BEGIN GIVEN INFORMATION

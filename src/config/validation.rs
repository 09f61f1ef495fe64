//! Budget sanity checks.
//!
//! # Responsibilities
//! - Spot budgets that cannot fit inside the overall deadline
//! - Spot a zero overall deadline
//!
//! # Design Decisions
//! - Returns all warnings, not just the first
//! - Pure function: ShutdownConfig → Vec<BudgetWarning>
//! - Nothing is rejected or adjusted; exceeding the deadline is a legal
//!   configuration that ends in a timeout-forced exit

use std::fmt;
use std::time::Duration;

use crate::config::schema::ShutdownConfig;

/// A budget combination that will likely end in a forced exit.
#[derive(Debug, Clone, PartialEq, Eq)]
pub enum BudgetWarning {
    /// The overall deadline is zero; every shutdown will be timeout-forced.
    ZeroDeadline,
    /// Drain plus callback budgets leave no room inside the overall deadline.
    BudgetsExceedDeadline {
        planned: Duration,
        deadline: Duration,
    },
}

impl fmt::Display for BudgetWarning {
    fn fmt(&self, f: &mut fmt::Formatter<'_>) -> fmt::Result {
        match self {
            BudgetWarning::ZeroDeadline => write!(f, "shutdown deadline is zero"),
            BudgetWarning::BudgetsExceedDeadline { planned, deadline } => write!(
                f,
                "drain + callback budgets ({:?}) reach the shutdown deadline ({:?})",
                planned, deadline
            ),
        }
    }
}

/// Report budget combinations that will likely trip the overall deadline.
pub fn check_budgets(config: &ShutdownConfig) -> Vec<BudgetWarning> {
    let mut warnings = Vec::new();

    if config.shutdown_deadline.is_zero() {
        warnings.push(BudgetWarning::ZeroDeadline);
    }

    let planned = config.planned_total();
    if planned >= config.shutdown_deadline {
        warnings.push(BudgetWarning::BudgetsExceedDeadline {
            planned,
            deadline: config.shutdown_deadline,
        });
    }

    warnings
}

#[cfg(test)]
mod tests {
    use super::*;

    #[test]
    fn defaults_are_clean() {
        assert!(check_budgets(&ShutdownConfig::default()).is_empty());
    }

    #[test]
    fn oversized_budgets_are_reported() {
        let config = ShutdownConfig {
            shutdown_deadline: Duration::from_secs(5),
            drain_budget: Duration::from_secs(4),
            callback_budget: Duration::from_secs(3),
        };
        assert_eq!(
            check_budgets(&config),
            vec![BudgetWarning::BudgetsExceedDeadline {
                planned: Duration::from_secs(7),
                deadline: Duration::from_secs(5),
            }]
        );
    }

    #[test]
    fn zero_deadline_reports_everything() {
        let config = ShutdownConfig {
            shutdown_deadline: Duration::ZERO,
            ..ShutdownConfig::default()
        };
        let warnings = check_budgets(&config);
        assert_eq!(warnings.len(), 2);
        assert_eq!(warnings[0], BudgetWarning::ZeroDeadline);
    }
}
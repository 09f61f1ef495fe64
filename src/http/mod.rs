//! HTTP managed servers.
//!
//! # Data Flow
//! ```text
//! TCP connection
//!     → server.rs (accept loop, hyper HTTP/1.1 + HTTP/2)
//!     → TraceLayer → request.rs (x-request-id)
//!     → middleware/reject.rs (503 once shutdown began)
//!     → application routes
//! ```

pub mod middleware;
pub mod request;
pub mod server;

pub use middleware::{RejectGate, SHUTTING_DOWN_BODY};
pub use request::{RequestId, RequestIdExt, RequestIdLayer, X_REQUEST_ID};
pub use server::HttpServer;
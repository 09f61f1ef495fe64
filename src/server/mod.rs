//! Managed server contract.
//!
//! # Lifecycle
//! ```text
//! created → start() (serving) → reject_new_traffic() (503 for new work)
//!         → force_close() (connections dropped, start() returns)
//! ```
//!
//! # Design Decisions
//! - Object safe: the orchestrator holds `Arc<dyn ManagedServer>`
//! - Rejection is one atomic flag checked at the front of every request
//! - Closing never fails from the caller's point of view; problems are logged
//!   so one server cannot abort the teardown of the others
//! - No "drained" notification: the drain phase is a fixed timer

use futures_util::future::BoxFuture;
use thiserror::Error;

/// Failures that end a server's `start` for a reason other than a close.
#[derive(Debug, Error)]
pub enum ServerError {
    #[error("server {name} failed to bind {address}: {source}")]
    Bind {
        name: String,
        address: String,
        #[source]
        source: std::io::Error,
    },

    #[error("server {name} could not resolve its local address: {source}")]
    LocalAddr {
        name: String,
        #[source]
        source: std::io::Error,
    },

    #[error("server {name} was already started")]
    AlreadyStarted { name: String },
}

/// A unit of network service under the orchestrator's lifecycle control.
pub trait ManagedServer: Send + Sync + 'static {
    fn name(&self) -> &str;

    /// Address for logging; the bound address once known.
    fn address(&self) -> String;

    /// Serve until force-closed.
    ///
    /// Resolves to `Ok(())` after an intentional close.
    fn start(&self) -> BoxFuture<'_, Result<(), ServerError>>;

    /// Answer every subsequent request with "service unavailable".
    ///
    /// Idempotent and synchronous.
    fn reject_new_traffic(&self);

    /// Terminate now, regardless of in-flight work.
    ///
    /// Idempotent; logs the outcome and never propagates an error.
    fn force_close(&self);
}
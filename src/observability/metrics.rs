//! Metrics collection and exposition.
//!
//! # Metrics
//! - `shutdown_phase_duration_seconds` (histogram): time spent per phase
//! - `shutdown_callbacks_total` (counter): callback outcomes
//! - `shutdown_rejected_requests_total` (counter): 503s sent while shutting down
//! - `shutdown_exit_total` (counter): how the process ended
//!
//! Recording is a no-op until a recorder is installed.

use std::net::SocketAddr;
use std::time::Duration;

use metrics_exporter_prometheus::PrometheusBuilder;

use crate::lifecycle::arbiter::ExitOutcome;
use crate::lifecycle::callbacks::CallbackReport;
use crate::lifecycle::shutdown::Phase;

/// Install the Prometheus recorder and its scrape endpoint.
///
/// Must be called from within a Tokio runtime.
pub fn init_metrics(addr: SocketAddr) {
    match PrometheusBuilder::new().with_http_listener(addr).install() {
        Ok(()) => tracing::info!(address = %addr, "Metrics endpoint listening"),
        Err(e) => tracing::error!(address = %addr, error = %e, "Failed to install metrics exporter"),
    }
}

pub fn record_phase(phase: Phase, elapsed: Duration) {
    metrics::histogram!("shutdown_phase_duration_seconds", "phase" => phase.as_str())
        .record(elapsed.as_secs_f64());
}

pub fn record_callbacks(report: &CallbackReport) {
    let outcomes = [
        ("completed", report.completed),
        ("cut_off", report.cut_off),
        ("panicked", report.panicked),
    ];
    for (outcome, count) in outcomes {
        if count > 0 {
            metrics::counter!("shutdown_callbacks_total", "outcome" => outcome)
                .increment(count as u64);
        }
    }
}

pub fn record_rejected(server: &str) {
    metrics::counter!("shutdown_rejected_requests_total", "server" => server.to_string())
        .increment(1);
}

pub fn record_exit(outcome: ExitOutcome) {
    metrics::counter!("shutdown_exit_total", "outcome" => outcome.as_str()).increment(1);
}
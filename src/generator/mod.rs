//! Feeds written alongside the rendered pages.

pub mod rss;
pub mod sitemap;

pub use self::rss::build_rss;
pub use self::sitemap::build_sitemap;
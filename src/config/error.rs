//! Errors raised while loading or validating `site.toml`.

use std::path::PathBuf;
use thiserror::Error;

#[derive(Debug, Error)]
pub enum ConfigError {
    #[error("cannot read config file `{0}`")]
    Io(PathBuf, #[source] std::io::Error),

    #[error("config file is not valid site.toml")]
    Toml(#[from] toml::de::Error),

    /// Feeds and sitemaps need absolute links.
    #[error("[base.url] is required when {0} generation is enabled")]
    MissingBaseUrl(&'static str),

    #[error("[base.url] must start with http:// or https://, got `{0}`")]
    InvalidBaseUrl(String),

    /// Assets are copied into the output, so the two cannot be the same directory.
    #[error("[build.output] and [build.assets] both point to `{0}`")]
    OutputIsAssets(PathBuf),

    /// 1-based position in `[[home.services]]`.
    #[error("[[home.services]] entry {0} has an empty title")]
    UntitledService(usize),
}
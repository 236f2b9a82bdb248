//! Blog content: post records and the store that orders them.
//!
//! ```text
//! posts.toml ──► ContentStore ──► render::listing (forward: title → /blog/{id})
//!                     │
//!                     └─────────► render::detail  (reverse: {id} → first matching post)
//! ```

mod error;
mod post;
mod store;

pub use error::ContentError;
pub use post::{BLOG_PREFIX, PostRecord};
pub use store::{ContentStore, Resolution};
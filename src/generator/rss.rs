//! RSS feed generation.
//!
//! One item per post, in store order, linking to the post's detail page.

use crate::{
    config::SiteConfig,
    content::ContentStore,
    log,
    render::{Summary, summaries},
    utils::{
        date::rfc2822_date,
        minify::{Markup, minify},
    },
};
use anyhow::{Context, Result, anyhow};
use regex::Regex;
use rss::{CategoryBuilder, ChannelBuilder, GuidBuilder, ItemBuilder, validation::Validate};
use std::{fs, sync::LazyLock};

/// Build the RSS feed if enabled in config.
pub fn build_rss(config: &SiteConfig, store: &ContentStore) -> Result<()> {
    if config.build.rss.enable {
        RssFeed::new(config, store).write()?;
    }
    Ok(())
}

struct RssFeed<'a> {
    config: &'a SiteConfig,
    store: &'a ContentStore,
}

impl<'a> RssFeed<'a> {
    const fn new(config: &'a SiteConfig, store: &'a ContentStore) -> Self {
        Self { config, store }
    }

    fn into_xml(self) -> Result<String> {
        let base = &self.config.base;
        let author = rss_author(self.config);
        let items: Vec<_> = summaries(self.store)
            .map(|summary| summary_to_item(&summary, self.config, &author))
            .collect();

        let channel = ChannelBuilder::default()
            .title(&base.title)
            .link(base.url.as_deref().unwrap_or_default())
            .description(&base.description)
            .language(base.language.clone())
            .generator(format!("pmc-site {}", env!("CARGO_PKG_VERSION")))
            .items(items)
            .build();

        channel
            .validate()
            .map_err(|e| anyhow!("rss validation failed: {e}"))?;
        Ok(channel.to_string())
    }

    fn write(self) -> Result<()> {
        let minify_enabled = self.config.build.minify;
        let path = self.config.rss_path();
        let xml = self.into_xml()?;
        let xml = minify(Markup::Xml(&xml), minify_enabled);

        if let Some(parent) = path.parent() {
            fs::create_dir_all(parent)?;
        }
        fs::write(&path, &*xml)
            .with_context(|| format!("Failed to write rss feed to {}", path.display()))?;

        log!("rss"; "{}", path.file_name().unwrap_or_default().to_string_lossy());
        Ok(())
    }
}

/// Convert a listing summary into an RSS item.
fn summary_to_item(summary: &Summary<'_>, config: &SiteConfig, author: &str) -> rss::Item {
    let post = summary.post;
    let link = config
        .base
        .absolute_url(&format!("{}/", summary.href()))
        .unwrap_or_else(|| summary.href());
    let categories: Vec<_> = post
        .tags
        .iter()
        .map(|tag| CategoryBuilder::default().name(tag.clone()).build())
        .collect();

    ItemBuilder::default()
        .title(post.title.clone())
        .link(Some(link.clone()))
        .guid(GuidBuilder::default().permalink(true).value(link).build())
        .description(post.excerpt.clone())
        .pub_date(rfc2822_date(post.date))
        .author(author.to_owned())
        .categories(categories)
        .build()
}

/// Site author in RSS form: `email@example.com (Name)`.
///
/// An author already written in that form is used as is.
fn rss_author(config: &SiteConfig) -> String {
    static RE_VALID_AUTHOR: LazyLock<Regex> = LazyLock::new(|| {
        Regex::new(r"^[A-Za-z0-9._%+-]+@[A-Za-z0-9.-]+\.[A-Za-z]{2,}[ \t]*\([^)]+\)$").unwrap()
    });

    let author = &config.base.author;
    if RE_VALID_AUTHOR.is_match(author) {
        author.clone()
    } else {
        format!("{} ({})", config.base.email, author)
    }
}

#[cfg(test)]
mod tests {
    use super::*;
    use crate::content::PostRecord;
    use chrono::NaiveDate;

    fn make_config() -> SiteConfig {
        let mut config = SiteConfig::default();
        config.base.url = Some("https://pmc-consult.com".to_string());
        config.base.author = "Site Author".to_string();
        config.base.email = "site@example.com".to_string();
        config
    }

    fn single_post_store() -> ContentStore {
        ContentStore::new(vec![PostRecord::new(
            "Zapier vs Retool for Logistics Workflows",
            NaiveDate::from_ymd_opt(2025, 7, 22).unwrap(),
            ["Zapier", "Retool", "Integrations"],
            "Where each tool shines.",
        )])
    }

    #[test]
    fn test_rss_author() {
        let mut config = make_config();
        assert_eq!(rss_author(&config), "site@example.com (Site Author)");

        config.base.author = "pm@example.com (Patrick)".to_string();
        assert_eq!(rss_author(&config), "pm@example.com (Patrick)");
    }

    #[test]
    fn test_summary_to_item() {
        let config = make_config();
        let store = single_post_store();
        let summary = summaries(&store).next().unwrap();
        let item = summary_to_item(&summary, &config, "a@b.co (A)");

        assert_eq!(item.title(), Some("Zapier vs Retool for Logistics Workflows"));
        assert_eq!(
            item.link(),
            Some("https://pmc-consult.com/blog/zapier-vs-retool-for-logistics-workflows/")
        );
        assert_eq!(item.description(), Some("Where each tool shines."));
        assert_eq!(item.categories().len(), 3);
        assert!(item.pub_date().unwrap().contains("22 Jul 2025"));
    }

    #[test]
    fn test_into_xml_items_in_store_order() {
        let config = make_config();
        let store = ContentStore::builtin();
        let xml = RssFeed::new(&config, &store).into_xml().unwrap();

        assert_eq!(xml.matches("<item>").count(), 4);
        let first = xml.find("Case Study: Automating").unwrap();
        let last = xml.find("Wiring LSP Data").unwrap();
        assert!(first < last);
    }

    #[test]
    fn test_build_rss_writes_file() {
        let dir = tempfile::tempdir().unwrap();
        let mut config = make_config();
        config.build.output = dir.path().to_path_buf();
        config.build.rss.enable = true;

        build_rss(&config, &single_post_store()).unwrap();

        let xml = fs::read_to_string(dir.path().join("feed.xml")).unwrap();
        assert!(xml.contains("zapier-vs-retool-for-logistics-workflows"));
    }

    #[test]
    fn test_build_rss_minified_keeps_multiline_excerpt() {
        let dir = tempfile::tempdir().unwrap();
        let mut config = make_config();
        config.build.output = dir.path().to_path_buf();
        config.build.rss.enable = true;
        config.build.minify = true;
        let store = ContentStore::new(vec![PostRecord::new(
            "Reconciling Carrier Invoices",
            NaiveDate::from_ymd_opt(2025, 8, 10).unwrap(),
            ["Data"],
            "Data hygiene\nand reconciliation",
        )]);

        build_rss(&config, &store).unwrap();

        let xml = fs::read_to_string(dir.path().join("feed.xml")).unwrap();
        assert!(xml.contains("Data hygiene\nand reconciliation"));
        assert!(!xml.contains("hygieneand"));
        assert!(!xml.contains(">\n<"));
    }

    #[test]
    fn test_build_rss_disabled() {
        let dir = tempfile::tempdir().unwrap();
        let mut config = make_config();
        config.build.output = dir.path().to_path_buf();

        build_rss(&config, &single_post_store()).unwrap();

        assert!(!dir.path().join("feed.xml").exists());
    }
}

END GIVEN INFORMATION

§ **EXERCISE DIRECTIONS**
The lines holding the word "contains" are the answer. Pull them out of the records and copy them.

§ **YOUR RESPONSE**
        assert!(item.pub_date().unwrap().contains("22 Jul 2025"));
        assert!(xml.contains("zapier-vs-retool-for-logistics-workflows"));
        assert!(xml.contains("Data hygiene\nand reconciliation"));
        assert!(!xml.contains("hygieneand"));
        assert!(!xml.contains(">\n<"));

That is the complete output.